== Directions for this task ==
Please return all lines in the listing holding the word "found".

Top of Records shown

//! Built-in operators on scalar values.
//!
//! Operands arrive already promoted to a common type, so every arm pairs two
//! values of the same variant. Integer arithmetic wraps; shift counts are
//! masked to the operand width.

use std::cmp::Ordering;

use rust_decimal::Decimal;

use sharpexpr_core::{BinaryOp, RuntimeError, UnaryOp, Value};

fn compare(op: BinaryOp, ordering: Option<Ordering>) -> Result<Value, RuntimeError> {
    use Ordering::*;
    let Some(ordering) = ordering else {
        // NaN compares false except for `!=`.
        return Ok(Value::Bool(op == BinaryOp::NotEqual));
    };
    Ok(Value::Bool(match op {
        BinaryOp::Equal => ordering == Equal,
        BinaryOp::NotEqual => ordering != Equal,
        BinaryOp::Less => ordering == Less,
        BinaryOp::LessEqual => ordering != Greater,
        BinaryOp::Greater => ordering == Greater,
        BinaryOp::GreaterEqual => ordering != Less,
        other => return Err(unsupported(other, "comparison")),
    }))
}

fn unsupported(op: BinaryOp, operands: &str) -> RuntimeError {
    RuntimeError::invalid_tree(format!("operator '{}' is not defined for {operands} operands", op.token()))
}

macro_rules! integer_op {
    ($op:expr, $a:expr, $b:expr, $variant:ident) => {{
        let (a, b) = ($a, $b);
        Ok(Value::$variant(match $op {
            BinaryOp::Add => a.wrapping_add(b),
            BinaryOp::Sub => a.wrapping_sub(b),
            BinaryOp::Mul => a.wrapping_mul(b),
            BinaryOp::Div | BinaryOp::Rem if b == 0 => return Err(RuntimeError::DivideByZero),
            BinaryOp::Div => a.checked_div(b).ok_or(RuntimeError::Overflow)?,
            BinaryOp::Rem => a.checked_rem(b).ok_or(RuntimeError::Overflow)?,
            BinaryOp::BitAnd => a & b,
            BinaryOp::BitOr => a | b,
            BinaryOp::BitXor => a ^ b,
            op => return compare(op, a.partial_cmp(&b)),
        }))
    }};
}

macro_rules! float_op {
    ($op:expr, $a:expr, $b:expr, $variant:ident) => {{
        let (a, b) = ($a, $b);
        Ok(Value::$variant(match $op {
            BinaryOp::Add => a + b,
            BinaryOp::Sub => a - b,
            BinaryOp::Mul => a * b,
            BinaryOp::Div => a / b,
            BinaryOp::Rem => a % b,
            op => return compare(op, a.partial_cmp(&b)),
        }))
    }};
}

macro_rules! shift_op {
    ($op:expr, $a:expr, $count:expr, $variant:ident) => {{
        let (a, count) = ($a, $count as u32);
        Ok(Value::$variant(match $op {
            BinaryOp::Shl => a.wrapping_shl(count),
            BinaryOp::Shr => a.wrapping_shr(count),
            op => return Err(unsupported(op, "shift")),
        }))
    }};
}

fn decimal_op(op: BinaryOp, a: Decimal, b: Decimal) -> Result<Value, RuntimeError> {
    let result = match op {
        BinaryOp::Add => a.checked_add(b),
        BinaryOp::Sub => a.checked_sub(b),
        BinaryOp::Mul => a.checked_mul(b),
        BinaryOp::Div | BinaryOp::Rem if b.is_zero() => return Err(RuntimeError::DivideByZero),
        BinaryOp::Div => a.checked_div(b),
        BinaryOp::Rem => a.checked_rem(b),
        op => return compare(op, a.partial_cmp(&b)),
    };
    result.map(Value::Decimal).ok_or(RuntimeError::Overflow)
}

fn bool_op(op: BinaryOp, a: bool, b: bool) -> Result<Value, RuntimeError> {
    Ok(Value::Bool(match op {
        BinaryOp::BitAnd | BinaryOp::AndAlso => a & b,
        BinaryOp::BitOr | BinaryOp::OrElse => a | b,
        BinaryOp::BitXor => a ^ b,
        BinaryOp::Equal => a == b,
        BinaryOp::NotEqual => a != b,
        op => return Err(unsupported(op, "Boolean")),
    }))
}

/// `==` on reference operands: strings by content, everything else by identity.
fn reference_equals(a: &Value, b: &Value) -> bool {
    match (a, b) {
        (Value::String(x), Value::String(y)) => x == y,
        _ => a == b,
    }
}

/// Apply a built-in binary operator to two non-null operands.
pub fn binary(op: BinaryOp, left: &Value, right: &Value) -> Result<Value, RuntimeError> {
    use Value::*;

    if op.is_shift() {
        let Int32(count) = right else {
            return Err(unsupported(op, right.kind_name()));
        };
        return match left {
            Int8(a) => shift_op!(op, *a, *count, Int8),
            UInt8(a) => shift_op!(op, *a, *count, UInt8),
            Int16(a) => shift_op!(op, *a, *count, Int16),
            UInt16(a) => shift_op!(op, *a, *count, UInt16),
            Int32(a) => shift_op!(op, *a, *count, Int32),
            UInt32(a) => shift_op!(op, *a, *count, UInt32),
            Int64(a) => shift_op!(op, *a, *count, Int64),
            UInt64(a) => shift_op!(op, *a, *count, UInt64),
            other => Err(unsupported(op, other.kind_name())),
        };
    }

    match (left, right) {
        (Int8(a), Int8(b)) => integer_op!(op, *a, *b, Int8),
        (UInt8(a), UInt8(b)) => integer_op!(op, *a, *b, UInt8),
        (Int16(a), Int16(b)) => integer_op!(op, *a, *b, Int16),
        (UInt16(a), UInt16(b)) => integer_op!(op, *a, *b, UInt16),
        (Int32(a), Int32(b)) => integer_op!(op, *a, *b, Int32),
        (UInt32(a), UInt32(b)) => integer_op!(op, *a, *b, UInt32),
        (Int64(a), Int64(b)) => integer_op!(op, *a, *b, Int64),
        (UInt64(a), UInt64(b)) => integer_op!(op, *a, *b, UInt64),
        (Float(a), Float(b)) => float_op!(op, *a, *b, Float),
        (Double(a), Double(b)) => float_op!(op, *a, *b, Double),
        (Value::Decimal(a), Value::Decimal(b)) => decimal_op(op, *a, *b),
        (Bool(a), Bool(b)) => bool_op(op, *a, *b),
        (Char(a), Char(b)) => compare(op, a.partial_cmp(b)),
        (Enum { bits: a, .. }, Enum { bits: b, .. }) if op.is_comparison() => compare(op, a.partial_cmp(b)),
        _ if op.is_equality() => Ok(Bool(reference_equals(left, right) == (op == BinaryOp::Equal))),
        _ => Err(unsupported(op, left.kind_name())),
    }
}

/// `null` operands of a built-in operator: equality compares nullness,
/// ordering is false and arithmetic yields `null`.
pub fn binary_with_null(op: BinaryOp, left: &Value, right: &Value) -> Value {
    match op {
        BinaryOp::Equal => Value::Bool(left.is_null() && right.is_null()),
        BinaryOp::NotEqual => Value::Bool(left.is_null() != right.is_null()),
        _ if op.is_relational() => Value::Bool(false),
        _ => Value::Null,
    }
}

macro_rules! integer_unary {
    ($op:expr, $a:expr, $variant:ident) => {{
        let a = $a;
        Ok(Value::$variant(match $op {
            UnaryOp::Negate => a.wrapping_neg(),
            UnaryOp::Plus => a,
            UnaryOp::Not | UnaryOp::OnesComplement => !a,
        }))
    }};
}

/// Apply a built-in unary operator to a non-null operand.
pub fn unary(op: UnaryOp, operand: &Value) -> Result<Value, RuntimeError> {
    use Value::*;

    match (op, operand) {
        (_, Int8(a)) => integer_unary!(op, *a, Int8),
        (_, UInt8(a)) => integer_unary!(op, *a, UInt8),
        (_, Int16(a)) => integer_unary!(op, *a, Int16),
        (_, UInt16(a)) => integer_unary!(op, *a, UInt16),
        (_, Int32(a)) => integer_unary!(op, *a, Int32),
        (_, UInt32(a)) => integer_unary!(op, *a, UInt32),
        (_, Int64(a)) => integer_unary!(op, *a, Int64),
        (_, UInt64(a)) => integer_unary!(op, *a, UInt64),
        (UnaryOp::Negate, Float(a)) => Ok(Float(-a)),
        (UnaryOp::Negate, Double(a)) => Ok(Double(-a)),
        (UnaryOp::Negate, Value::Decimal(a)) => Ok(Value::Decimal(-*a)),
        (UnaryOp::Plus, Float(_) | Double(_) | Value::Decimal(_)) => Ok(operand.clone()),
        (UnaryOp::Not, Bool(b)) => Ok(Bool(!b)),
        _ => Err(RuntimeError::invalid_tree(format!(
            "operator '{}' is not defined for {}",
            op.token(),
            operand.kind_name()
        ))),
    }
}
//! A tree-walking interpreter for [`TypedExpr`].
//!
//! The builder has already made every conversion and promotion explicit, so
//! evaluation is a direct walk: operands of a built-in operator always share
//! one scalar type, and calls receive arguments in declared parameter order.

pub mod arith;
pub mod convert;

use tracing::trace;

use sharpexpr_compiler::TypedExpr;
use sharpexpr_core::{ArrayValue, BinaryOp, RuntimeError, Value};
use sharpexpr_registry::TypeRegistry;

pub use convert::convert_value;

type Result<T> = std::result::Result<T, RuntimeError>;

/// Evaluates typed trees against one registry and an optional receiver.
#[derive(Clone, Copy)]
pub struct Evaluator<'r> {
    registry: &'r TypeRegistry,
    receiver: Option<&'r Value>,
}

impl<'r> Evaluator<'r> {
    pub fn new(registry: &'r TypeRegistry) -> Self {
        Self {
            registry,
            receiver: None,
        }
    }

    /// Supply the value for [`TypedExpr::Parameter`] nodes.
    pub fn with_receiver(mut self, receiver: &'r Value) -> Self {
        self.receiver = Some(receiver);
        self
    }

    pub fn eval(&self, expr: &TypedExpr) -> Result<Value> {
        match expr {
            TypedExpr::Constant { value, .. } => Ok(value.clone()),
            TypedExpr::Parameter { name, .. } => self
                .receiver
                .cloned()
                .ok_or_else(|| RuntimeError::invalid_tree(format!("no value bound for '{name}'"))),
            TypedExpr::Member { instance, member } => {
                let this = self.eval_instance(instance.as_deref())?;
                member.getter.call(this.as_ref(), &[])
            }
            TypedExpr::Index {
                instance,
                indexer,
                args,
            } => {
                let this = self.eval_instance(Some(instance))?;
                let args = self.eval_all(args)?;
                indexer.getter.call(this.as_ref(), &args)
            }
            TypedExpr::Call {
                instance,
                method,
                args,
            } => {
                let this = self.eval_instance(instance.as_deref())?;
                let args = self.eval_all(args)?;
                trace!(method = %method.name, args = args.len(), "native call");
                method.native.call(this.as_ref(), &args)
            }
            TypedExpr::Convert {
                operand,
                target,
                method,
            } => {
                let value = self.eval(operand)?;
                match method {
                    Some(method) => method.native.call(None, &[value]),
                    None => convert_value(self.registry, value, &operand.data_type(), target),
                }
            }
            TypedExpr::Unary {
                op,
                operand,
                method,
                ..
            } => {
                let value = self.eval(operand)?;
                match method {
                    Some(method) => method.native.call(None, &[value]),
                    None if value.is_null() => Ok(Value::Null),
                    None => arith::unary(*op, &value),
                }
            }
            TypedExpr::Binary {
                op,
                left,
                right,
                method,
                ..
            } => self.binary(*op, left, right, method.as_deref()),
            TypedExpr::Coalesce { left, right } => match self.eval(left)? {
                Value::Null => self.eval(right),
                value => Ok(value),
            },
            TypedExpr::Conditional {
                test,
                if_true,
                if_false,
            } => {
                if self.eval_bool(test)? {
                    self.eval(if_true)
                } else {
                    self.eval(if_false)
                }
            }
            TypedExpr::ArrayIndex { array, index } => {
                let array = self.eval(array)?;
                let index = self.eval(index)?;
                let array = expect_array(&array)?;
                let index = index
                    .as_integer()
                    .ok_or_else(|| RuntimeError::invalid_tree("array index is not an integer"))?;
                i64::try_from(index)
                    .ok()
                    .and_then(|i| array.get(i))
                    .cloned()
                    .ok_or(RuntimeError::IndexOutOfRange)
            }
            TypedExpr::ArrayLength { array } => {
                let array = self.eval(array)?;
                Ok(Value::Int32(expect_array(&array)?.len() as i32))
            }
            TypedExpr::NewArray { element, items } => {
                let items = self.eval_all(items)?;
                Ok(Value::Array(ArrayValue::new(*element, items)))
            }
        }
    }

    fn binary(
        &self,
        op: BinaryOp,
        left: &TypedExpr,
        right: &TypedExpr,
        method: Option<&sharpexpr_core::MethodEntry>,
    ) -> Result<Value> {
        match op {
            BinaryOp::AndAlso => {
                return Ok(Value::Bool(self.eval_bool(left)? && self.eval_bool(right)?));
            }
            BinaryOp::OrElse => {
                return Ok(Value::Bool(self.eval_bool(left)? || self.eval_bool(right)?));
            }
            _ => {}
        }

        let l = self.eval(left)?;
        let r = self.eval(right)?;
        match method {
            Some(method) => method.native.call(None, &[l, r]),
            None if l.is_null() || r.is_null() => Ok(arith::binary_with_null(op, &l, &r)),
            None => arith::binary(op, &l, &r),
        }
    }

    fn eval_instance(&self, instance: Option<&TypedExpr>) -> Result<Option<Value>> {
        let Some(instance) = instance else {
            return Ok(None);
        };
        match self.eval(instance)? {
            Value::Null => Err(RuntimeError::NullReference),
            value => Ok(Some(value)),
        }
    }

    fn eval_all(&self, exprs: &[TypedExpr]) -> Result<Vec<Value>> {
        exprs.iter().map(|e| self.eval(e)).collect()
    }

    fn eval_bool(&self, expr: &TypedExpr) -> Result<bool> {
        match self.eval(expr)? {
            Value::Bool(b) => Ok(b),
            Value::Null => Err(RuntimeError::NullableWithoutValue),
            other => Err(RuntimeError::invalid_tree(format!(
                "expected Boolean, found {}",
                other.kind_name()
            ))),
        }
    }
}

fn expect_array(value: &Value) -> Result<&ArrayValue> {
    match value {
        Value::Array(array) => Ok(array),
        Value::Null => Err(RuntimeError::NullReference),
        other => Err(RuntimeError::invalid_tree(format!(
            "expected an array, found {}",
            other.kind_name()
        ))),
    }
}

#[cfg(test)]
mod tests {
    use super::*;
    use sharpexpr_compiler::{DefaultBinder, ExpressionBuilder};
    use sharpexpr_core::DataType;
    use sharpexpr_syntax::Expr;
    use std::sync::Arc;

    fn run(expr: &Expr) -> Result<Value> {
        let registry = Arc::new(sharpexpr_modules::standard_registry().unwrap());
        let binder = DefaultBinder::new(registry.clone());
        let typed = ExpressionBuilder::new(&binder).build(expr).unwrap();
        Evaluator::new(&registry).eval(&typed)
    }

    #[test]
    fn arithmetic_follows_promotion() {
        let expr = Expr::binary(
            "+",
            Expr::literal(1),
            Expr::binary("*", Expr::literal(2.5), Expr::literal(2)),
        );
        assert_eq!(run(&expr).unwrap(), Value::Double(6.0));

        let expr = Expr::binary("/", Expr::literal(7), Expr::literal(2));
        assert_eq!(run(&expr).unwrap(), Value::Int32(3));
    }

    #[test]
    fn conditional_and_logic_short_circuit() {
        let divide = Expr::binary("/", Expr::literal(1), Expr::literal(0));
        let expr = Expr::conditional(Expr::literal(true), Expr::literal(1), divide.clone());
        assert_eq!(run(&expr).unwrap(), Value::Int32(1));

        let guard = Expr::binary(
            "||",
            Expr::literal(true),
            Expr::binary("==", divide.clone(), Expr::literal(0)),
        );
        assert_eq!(run(&guard).unwrap(), Value::Bool(true));

        assert!(matches!(run(&divide), Err(RuntimeError::DivideByZero)));
    }

    #[test]
    fn coalesce_and_string_members() {
        let expr = Expr::binary("??", Expr::null(), Expr::literal("fallback"));
        assert_eq!(run(&expr).unwrap(), Value::from("fallback"));

        let expr = Expr::member(Expr::literal("hello"), "Length");
        assert_eq!(run(&expr).unwrap(), Value::Int32(5));

        let expr = Expr::index(Expr::literal("hello"), vec![Expr::literal(1)]);
        assert_eq!(run(&expr).unwrap(), Value::Char('e'));
    }

    #[test]
    fn library_calls() {
        let expr = Expr::method_call(
            Expr::reference("Math"),
            "Max",
            vec![Expr::literal(1.0), Expr::literal(15)],
        );
        assert_eq!(run(&expr).unwrap(), Value::Double(15.0));

        let concat = Expr::binary("+", Expr::literal("n"), Expr::literal(1));
        assert_eq!(run(&concat).unwrap(), Value::from("n1"));
    }

    #[test]
    fn arrays() {
        let registry = sharpexpr_modules::standard_registry().unwrap();
        let array = TypedExpr::NewArray {
            element: DataType::int32(),
            items: vec![
                TypedExpr::constant(Value::Int32(10)),
                TypedExpr::constant(Value::Int32(20)),
            ],
        };
        let index = |i: i32| TypedExpr::ArrayIndex {
            array: Box::new(array.clone()),
            index: Box::new(TypedExpr::constant(Value::Int32(i))),
        };
        let evaluator = Evaluator::new(&registry);

        assert_eq!(evaluator.eval(&index(1)).unwrap(), Value::Int32(20));
        assert!(matches!(evaluator.eval(&index(2)), Err(RuntimeError::IndexOutOfRange)));
        let length = TypedExpr::ArrayLength {
            array: Box::new(array.clone()),
        };
        assert_eq!(evaluator.eval(&length).unwrap(), Value::Int32(2));
    }

    #[test]
    fn parameter_needs_a_receiver() {
        let registry = sharpexpr_modules::standard_registry().unwrap();
        let parameter = TypedExpr::parameter("it", DataType::int32());
        assert!(Evaluator::new(&registry).eval(&parameter).is_err());

        let value = Value::Int32(4);
        let evaluator = Evaluator::new(&registry).with_receiver(&value);
        assert_eq!(evaluator.eval(&parameter).unwrap(), Value::Int32(4));
    }
}
//! Scalar widening table.
//!
//! One row per source scalar listing every type it converts to without an
//! explicit cast. The table is deliberately narrower than the full language
//! rules: there is no implicit integer to `decimal` widening, and signed
//! integers never widen to unsigned ones.

use bitflags::bitflags;
use sharpexpr_core::{DataType, PrimitiveKind};

bitflags! {
    /// A set of scalar slots. `STRING` only ever converts to itself.
    #[derive(Debug, Clone, Copy, PartialEq, Eq, Hash)]
    pub struct PrimitiveSet: u16 {
        const BOOL = 1 << 0;
        const CHAR = 1 << 1;
        const INT8 = 1 << 2;
        const UINT8 = 1 << 3;
        const INT16 = 1 << 4;
        const UINT16 = 1 << 5;
        const INT32 = 1 << 6;
        const UINT32 = 1 << 7;
        const INT64 = 1 << 8;
        const UINT64 = 1 << 9;
        const FLOAT = 1 << 10;
        const DOUBLE = 1 << 11;
        const DECIMAL = 1 << 12;
        const STRING = 1 << 13;
    }
}

impl PrimitiveSet {
    pub const fn of(kind: PrimitiveKind) -> Self {
        match kind {
            PrimitiveKind::Bool => Self::BOOL,
            PrimitiveKind::Char => Self::CHAR,
            PrimitiveKind::Int8 => Self::INT8,
            PrimitiveKind::UInt8 => Self::UINT8,
            PrimitiveKind::Int16 => Self::INT16,
            PrimitiveKind::UInt16 => Self::UINT16,
            PrimitiveKind::Int32 => Self::INT32,
            PrimitiveKind::UInt32 => Self::UINT32,
            PrimitiveKind::Int64 => Self::INT64,
            PrimitiveKind::UInt64 => Self::UINT64,
            PrimitiveKind::Float => Self::FLOAT,
            PrimitiveKind::Double => Self::DOUBLE,
            PrimitiveKind::Decimal => Self::DECIMAL,
        }
    }

    /// Slot of a plain scalar or `string`; `None` for anything else,
    /// enums included.
    pub fn slot(data_type: &DataType) -> Option<Self> {
        if data_type.is_string() {
            return Some(Self::STRING);
        }
        data_type.primitive_kind().map(Self::of)
    }

    /// Everything `self` (a single slot) widens to, itself included.
    pub fn widening_targets(self) -> Self {
        const FLOATING: PrimitiveSet = PrimitiveSet::FLOAT.union(PrimitiveSet::DOUBLE);

        if self == Self::CHAR {
            Self::CHAR
                | Self::UINT16
                | Self::UINT32
                | Self::INT32
                | Self::UINT64
                | Self::INT64
                | FLOATING
        } else if self == Self::INT8 {
            Self::INT8 | Self::INT16 | Self::INT32 | Self::INT64 | FLOATING
        } else if self == Self::UINT8 {
            Self::UINT8
                | Self::CHAR
                | Self::UINT16
                | Self::INT16
                | Self::UINT32
                | Self::INT32
                | Self::UINT64
                | Self::INT64
                | FLOATING
        } else if self == Self::INT16 {
            Self::INT16 | Self::INT32 | Self::INT64 | FLOATING
        } else if self == Self::UINT16 {
            Self::UINT16 | Self::UINT32 | Self::INT32 | Self::UINT64 | Self::INT64 | FLOATING
        } else if self == Self::INT32 {
            Self::INT32 | Self::INT64 | FLOATING
        } else if self == Self::UINT32 {
            Self::UINT32 | Self::UINT64 | Self::INT64 | FLOATING
        } else if self == Self::INT64 || self == Self::UINT64 {
            self | FLOATING
        } else if self == Self::FLOAT {
            FLOATING
        } else {
            // bool, double, decimal and string only convert to themselves.
            self
        }
    }
}

/// Whether `source` widens to `target` through the scalar table.
pub fn can_convert_primitive(source: &DataType, target: &DataType) -> bool {
    match (PrimitiveSet::slot(source), PrimitiveSet::slot(target)) {
        (Some(from), Some(to)) => from.widening_targets().contains(to),
        _ => false,
    }
}

/// Kinds whose table row is used for parameter matching. Everything else
/// goes through reference assignability.
pub fn uses_primitive_table(data_type: &DataType) -> bool {
    data_type.primitive_kind().is_some()
}

#[cfg(test)]
mod tests {
    use super::*;
    use PrimitiveKind::*;

    fn widens(from: PrimitiveKind, to: PrimitiveKind) -> bool {
        can_convert_primitive(&from.into(), &to.into())
    }

    #[test]
    fn signed_integers_widen_along_signed_lattice() {
        assert!(widens(Int8, Int16));
        assert!(widens(Int8, Double));
        assert!(widens(Int32, Int64));
        assert!(!widens(Int8, UInt16));
        assert!(!widens(Int64, Int32));
    }

    #[test]
    fn unsigned_integers_widen_to_larger_signed() {
        assert!(widens(UInt8, Int16));
        assert!(widens(UInt32, Int64));
        assert!(!widens(UInt32, Int32));
        assert!(!widens(UInt64, Int64));
    }

    #[test]
    fn char_widens_to_integers_and_floats() {
        assert!(widens(Char, Int32));
        assert!(widens(Char, Double));
        assert!(!widens(Char, Int16));
        assert!(widens(UInt8, Char));
    }

    #[test]
    fn decimal_is_isolated() {
        assert!(!widens(Int32, Decimal));
        assert!(!widens(Decimal, Double));
        assert!(widens(Decimal, Decimal));
        assert!(!widens(Bool, Int32));
    }

    #[test]
    fn string_converts_only_to_itself() {
        assert!(can_convert_primitive(&DataType::string(), &DataType::string()));
        assert!(!can_convert_primitive(&DataType::string(), &DataType::object()));
        assert!(!can_convert_primitive(&DataType::object(), &DataType::int32()));
    }
}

Bottom of Records shown

== Answer space ==
                "expected Boolean, found {}",
            "expected an array, found {}",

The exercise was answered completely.